Las defensas de Ábalos y Koldo García: recursos de nulidad y maniobras procesales

Por su parte, las defensas de José Luis Ábalos y Koldo García están centradas en presentar múltiples recursos de nulidad que podrían afectar el desarrollo del juicio. La abogada Leticia de la Hoz, que representa a Koldo García, ha presentado al menos diez motivos de nulidad, algunos de los cuales, de ser aceptados, también beneficiarían a Ábalos. Estas maniobras procesales buscan cuestionar la validez de pruebas o actuaciones policiales, lo que podría alterar el curso del proceso.

El frente político: amenazas sobre la financiación del PSOE

  • Víctor de Aldama ha intensificado su presión no solo ante el tribunal, sino también contra el PSOE. Durante su última comparecencia judicial, el empresario confirmó ante el fiscal Luis Pastor que Delcy Rodríguez, alta funcionaria venezolana, le entregó un sobre relacionado con presuntas irregularidades en la financiación del PSOE y de la Internacional Socialista, organización de la que Pedro Sánchez es presidente.
  • Aunque el sobre no fue hallado durante los registros de la Guardia Civil, Aldama insiste en que posee pruebas adicionales. Tras salir de prisión, fue seguido por investigadores hasta una reunión con su socio Alberto Escolano, quien supuestamente le entregó un documento que las fuerzas de seguridad vinculan con PDVSA, la petrolera estatal venezolana.
  • En varias entrevistas, Aldama ha advertido que tiene más información comprometedora, incluyendo supuestos beneficios ilícitos del expresidente José Luis Rodríguez Zapatero derivados de sus contactos con el régimen venezolano. También ha apuntado a un interés de Zapatero en que el Gobierno de Sánchez aprobara el rescate de Plus Ultra, empresa ahora investigada por blanqueo de capitales con origen en Venezuela.

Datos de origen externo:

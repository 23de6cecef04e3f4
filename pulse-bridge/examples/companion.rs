//! Minimal companion app: accepts publishers and prints every shared object.

use pulse_bridge::{BridgeMessage, Envelope, FrameCodec, WireError, WireErrorCode};
use tokio::net::TcpListener;
use tracing::{error, info, warn};

#[tokio::main]
async fn main() {
    let filter = std::env::var("RUST_LOG")
        .unwrap_or_else(|_| "companion=info,pulse_bridge=debug".to_owned());
    tracing_subscriber::fmt()
        .with_env_filter(filter)
        .with_span_events(tracing_subscriber::fmt::format::FmtSpan::CLOSE)
        .init();

    let listen_addr = std::env::args()
        .nth(1)
        .unwrap_or_else(|| "127.0.0.1:9400".to_string());

    let listener = match TcpListener::bind(&listen_addr).await {
        Ok(listener) => listener,
        Err(e) => {
            error!("failed to bind {}: {}", listen_addr, e);
            std::process::exit(1);
        }
    };

    info!("companion listening on {}", listen_addr);

    loop {
        let (mut socket, peer) = match listener.accept().await {
            Ok(accepted) => accepted,
            Err(e) => {
                warn!("accept failed: {}", e);
                continue;
            }
        };

        tokio::spawn(async move {
            info!(%peer, "publisher connected");
            let codec = FrameCodec::default();

            while let Ok(request) = codec.read(&mut socket).await {
                let reply = match &request.body {
                    BridgeMessage::Hello(hello) => {
                        info!(
                            remote_app_id = %hello.remote_app_id,
                            url_scheme = %hello.remote_app_url_scheme,
                            "hello"
                        );
                        BridgeMessage::HelloAck
                    }
                    BridgeMessage::Publish(object) => {
                        info!(stream = %object.stream_key, "{}", object.object_json);
                        BridgeMessage::PublishAck
                    }
                    BridgeMessage::Goodbye => break,
                    other => {
                        warn!(?other, "unexpected message");
                        BridgeMessage::Error(WireError {
                            code: WireErrorCode::BadRequest,
                            message: "unexpected message".into(),
                        })
                    }
                };

                if let Err(e) = codec.write(&mut socket, &Envelope::reply(&request, reply)).await {
                    error!("failed to reply: {}", e);
                    break;
                }
            }

            info!(%peer, "publisher disconnected");
        });
    }
}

Estos nuevos elementos añaden una dimensión política al caso, ampliando el foco más allá de los hechos de corrupción directamente investigados. Las declaraciones de Aldama apuntan a una red de influencias y favores que conectaría a altos cargos del PSOE con intereses venezolanos, convirtiendo su cooperación en una pieza clave no solo para su defensa, sino también para posibles derivaciones judiciales contra el partido.

Con el juicio a la vuelta de la esquina, todos los actores implicados juegan sus últimas fichas. Mientras Aldama negocia su libertad desde una posición de colaborador, los exaltos cargos políticos intentan desmontar la acusación con recursos procesales. El Supremo tendrá ahora la última palabra sobre si estos movimientos son suficientes para alterar el curso de un caso que ya trasciende lo judicial y se adentra en el corazón del debate político nacional.